Art Actually

Art Actually
By Anna Horsnell

Artists are different creatures. They communicate in a language that goes beyond words. They see possibilities and potential where others might not. Whether their chosen medium is photography, painting, sculpture, printmaking, ceramics, video, or any other visual art, artists attempt to shine a light and draw attention. They point to the beautiful and the sublime, the unjust and the controversial. They hold up a mirror, and capture the moment. They inspire and they confound. Most of all, artists mark a universal wall to say humanity was here. In this time and in this place, we lived.

Behind the scenes, the artist stands by their potter’s wheel, behind the easel or lens, or in a field, and they imagine. For most this instinct is what comes naturally, the moment when they are happiest and in their element making something new that did not exist before. The process may take hours or days, weeks or even years –years of learning and honing an artistic skill, trying and failing and trying again, always open to challenges, and asking, ”What if?” There often is an impulse to be unique, to find the answer no one found before, always reaching for the ideal just out of grasp. Creation is not easy. It is hard work. It is also joy and satisfaction and even relief. Most of all art is meant to be shared.

This is visual art. Its purpose is to be seen. In the gallery or open studio, store or museum, this is the moment when the artist steps back, the moment when the art enters a new relationship, this time with the viewer. In that pause, a connection is possible. Does the viewer see what the artist saw? Feel what the artist felt? Is the understanding shared or interpreted in another way? This is the moment of giving and receiving this visual language. The artist has spoken and hopes someone hears, understands, and responds.

The pause turns into a smile perhaps, or a nod of appreciation. The viewer may be attracted to the beauty; the colour, shape, or movement. Perhaps the piece of art expresses something the viewer has felt before but could never put into words. Perhaps the film takes us on an adventure. The editorial cartoon explains another point of view. The sculpture provides another perspective. The stained-glass window touches something deep inside. Maybe there is understanding, imagination, options, or solutions to be gained from just looking closely. Art can be all those things and more.

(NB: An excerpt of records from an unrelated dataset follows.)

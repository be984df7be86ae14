//! Register definitions for the GPIO controller
//!
//! The controller exposes seven 32-bit registers per bank: the data path
//! (`DATAI`/`DATAO`/`DIR`) at the bottom of the block and the interrupt
//! subsystem (`IM`/`MIS`/`RIS`/`IC`) at offset `0xFF00`. The same block is
//! replicated for both banks; only the base address differs, so one register
//! device serves either bank depending on the interface it is given.
//!
//! ## Interrupt register layout
//! `IM`, `MIS`, `RIS` and `IC` all share one bit layout: four trigger
//! categories of 8 pins each. Bit `category_base + pin` belongs to `pin`,
//! with category bases 0 (level-high), 8 (level-low), 16 (rising edge) and
//! 24 (falling edge).

device_driver::create_device!(
    device_name: Gpio8,
    dsl: {
        config {
            type RegisterAddressType = u16;
            type DefaultByteOrder = LE;
        }

        // ==================== DATA PATH ====================

        /// DATAI - Input Data Register (0x0000)
        /// Read-only; writes through the data path go to DATAO.
        register DataIn {
            const ADDRESS = 0x0000;
            const SIZE_BITS = 32;

            /// Current electrical level of the 8 pins, regardless of direction
            pins: uint = 0..8,
            reserved: uint = 8..32,
        },

        /// DATAO - Output Data Register (0x0004)
        register DataOut {
            const ADDRESS = 0x0004;
            const SIZE_BITS = 32;

            /// Software-driven output level; only observable on pins whose
            /// DIR bit is set
            pins: uint = 0..8,
            reserved: uint = 8..32,
        },

        /// DIR - Direction Register (0x0008)
        register Direction {
            const ADDRESS = 0x0008;
            const SIZE_BITS = 32;

            /// Per-pin direction, bit = 1 selects output
            pins: uint = 0..8,
            reserved: uint = 8..32,
        },

        // ==================== INTERRUPT SUBSYSTEM ====================

        /// IM - Interrupt Mask Register (0xFF00)
        register IrqEnable {
            const ADDRESS = 0xFF00;
            const SIZE_BITS = 32;

            /// Enable level-high trigger per pin
            level_high: uint = 0..8,
            /// Enable level-low trigger per pin
            level_low: uint = 8..16,
            /// Enable rising (positive) edge trigger per pin
            rising_edge: uint = 16..24,
            /// Enable falling (negative) edge trigger per pin
            falling_edge: uint = 24..32,
        },

        /// MIS - Masked Interrupt Status Register (0xFF04)
        /// Asserted bits are raw-pending AND enabled in IM.
        register IrqMaskedStatus {
            const ADDRESS = 0xFF04;
            const SIZE_BITS = 32;

            /// Level-high pending and enabled, per pin
            level_high: uint = 0..8,
            /// Level-low pending and enabled, per pin
            level_low: uint = 8..16,
            /// Rising edge pending and enabled, per pin
            rising_edge: uint = 16..24,
            /// Falling edge pending and enabled, per pin
            falling_edge: uint = 24..32,
        },

        /// RIS - Raw Interrupt Status Register (0xFF08)
        /// Sticky pending bits, independent of masking.
        register IrqRawStatus {
            const ADDRESS = 0xFF08;
            const SIZE_BITS = 32;

            /// Level-high pending, per pin
            level_high: uint = 0..8,
            /// Level-low pending, per pin
            level_low: uint = 8..16,
            /// Rising edge pending, per pin
            rising_edge: uint = 16..24,
            /// Falling edge pending, per pin
            falling_edge: uint = 24..32,
        },

        /// IC - Interrupt Clear Register (0xFF0C)
        /// Write-1-to-clear; clears the corresponding RIS (and MIS) bits.
        register IrqClear {
            const ADDRESS = 0xFF0C;
            const SIZE_BITS = 32;

            /// Clear level-high pending, per pin
            level_high: uint = 0..8,
            /// Clear level-low pending, per pin
            level_low: uint = 8..16,
            /// Clear rising edge pending, per pin
            rising_edge: uint = 16..24,
            /// Clear falling edge pending, per pin
            falling_edge: uint = 24..32,
        }
    }
);

/// Virtual I/O latch device
///
/// A degenerate one-register instance of the same access pattern, used as an
/// observability channel toward an external simulation harness. The register
/// sits alone at its own fixed address, so its device address space starts
/// at zero and the interface supplies the absolute location.
pub mod vgpio {
    device_driver::create_device!(
        device_name: Vgpio,
        dsl: {
            config {
                type RegisterAddressType = u16;
                type DefaultByteOrder = LE;
            }

            /// VGPIO - Virtual I/O latch register
            /// Two independent 16-bit halves sharing one 32-bit register.
            register Latch {
                const ADDRESS = 0x0000;
                const SIZE_BITS = 32;

                /// Software-writable output half, observed externally
                output: uint = 0..16,
                /// Externally driven input half, readable by software
                input: uint = 16..32,
            }
        }
    );

    // Re-export latch device
    pub use Vgpio as LatchDevice;
}
//! Register interface implementation for memory-mapped access
//!
//! This module provides the `device-driver` trait implementation used on
//! target hardware: a typed wrapper over a bank's base address performing
//! one 32-bit volatile access per register operation. The register map
//! decides which offsets exist; nothing here exposes raw offset arithmetic
//! to callers.

use core::convert::Infallible;
use core::ptr;

use device_driver::RegisterInterface;

use crate::Bank;

/// Memory-mapped register interface
///
/// One instance stands for exclusive access to one register block: a GPIO
/// bank or the virtual I/O latch. Register addresses handed in by the
/// register map are byte offsets from the wrapped base address.
///
/// Access through this interface cannot fail, so its error type is
/// [`Infallible`].
pub struct MmioInterface {
    base: usize,
}

impl MmioInterface {
    /// Create an interface over a raw base address
    ///
    /// Prefer [`for_bank`](Self::for_bank) and [`vgpio`](Self::vgpio) for
    /// the fixed blocks this peripheral defines; this constructor exists
    /// for relocated register blocks (e.g. behind an MMU mapping).
    ///
    /// # Safety
    ///
    /// `base` must be the start of a mapped register block laid out per the
    /// register map accessed through it, suitably aligned for 32-bit
    /// accesses, and no other interface instance may alias the same block.
    pub const unsafe fn new(base: usize) -> Self {
        Self { base }
    }

    /// Create an interface over the given GPIO bank's register block
    ///
    /// # Safety
    ///
    /// The bank's register block must be mapped at its fixed base address,
    /// and no other interface instance may alias the same bank.
    pub const unsafe fn for_bank(bank: Bank) -> Self {
        Self {
            base: bank.base_address(),
        }
    }

    /// Create an interface over the virtual I/O latch register
    ///
    /// # Safety
    ///
    /// The latch register must be mapped at its fixed address, and no other
    /// interface instance may alias it.
    pub const unsafe fn vgpio() -> Self {
        Self {
            base: crate::VGPIO_ADDR,
        }
    }

    /// Base address this interface wraps
    pub const fn base_address(&self) -> usize {
        self.base
    }

    fn register_ptr(&self, address: u16) -> *mut u32 {
        (self.base + address as usize) as *mut u32
    }
}

impl RegisterInterface for MmioInterface {
    type Error = Infallible;
    type AddressType = u16;

    fn read_register(
        &mut self,
        address: Self::AddressType,
        size_bits: u32,
        read_data: &mut [u8],
    ) -> Result<(), Self::Error> {
        debug_assert_eq!(size_bits, 32);
        debug_assert_eq!(read_data.len(), 4);

        let value = unsafe { ptr::read_volatile(self.register_ptr(address)) };
        read_data.copy_from_slice(&value.to_le_bytes());
        Ok(())
    }

    fn write_register(
        &mut self,
        address: Self::AddressType,
        size_bits: u32,
        write_data: &[u8],
    ) -> Result<(), Self::Error> {
        debug_assert_eq!(size_bits, 32);
        debug_assert_eq!(write_data.len(), 4);

        let mut bytes = [0u8; 4];
        bytes.copy_from_slice(write_data);
        let value = u32::from_le_bytes(bytes);

        unsafe { ptr::write_volatile(self.register_ptr(address), value) };
        Ok(())
    }
}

Laura Robinson, Dean of Arts at Acadia University, kindly shared her thoughts on what art gives us: “Before his death very recently, Sherman Bleakney, professor emeritus, donated, among other items, several pieces of original art to Acadia, a few pieces of which will go into the gallery’s permanent collection. His generous donation gave me pause to consider something intangible that we gain from art beyond the artwork itself: art is also a powerful communication from one generation to the next because it is, most often, lasting rather than ephemeral. A piece of art connects us back to the artist, to the original collector, and to a moment in time in which the art was produced, even while the art still produces meaning in the present, in the eyes of its new beholders.”

In this season of giving, art holds its own. There is a sincerity of giving from the heart of the artist and from the very essence of the art itself. Perhaps this holiday season, you’ll receive that painting you had your eye on. Maybe you’ll give your Mom that special ceramic vase she saw at her favourite shop. Maybe you’ll take the kids to see that latest Star Wars movie. Enjoy all the art around you. And thank an artist.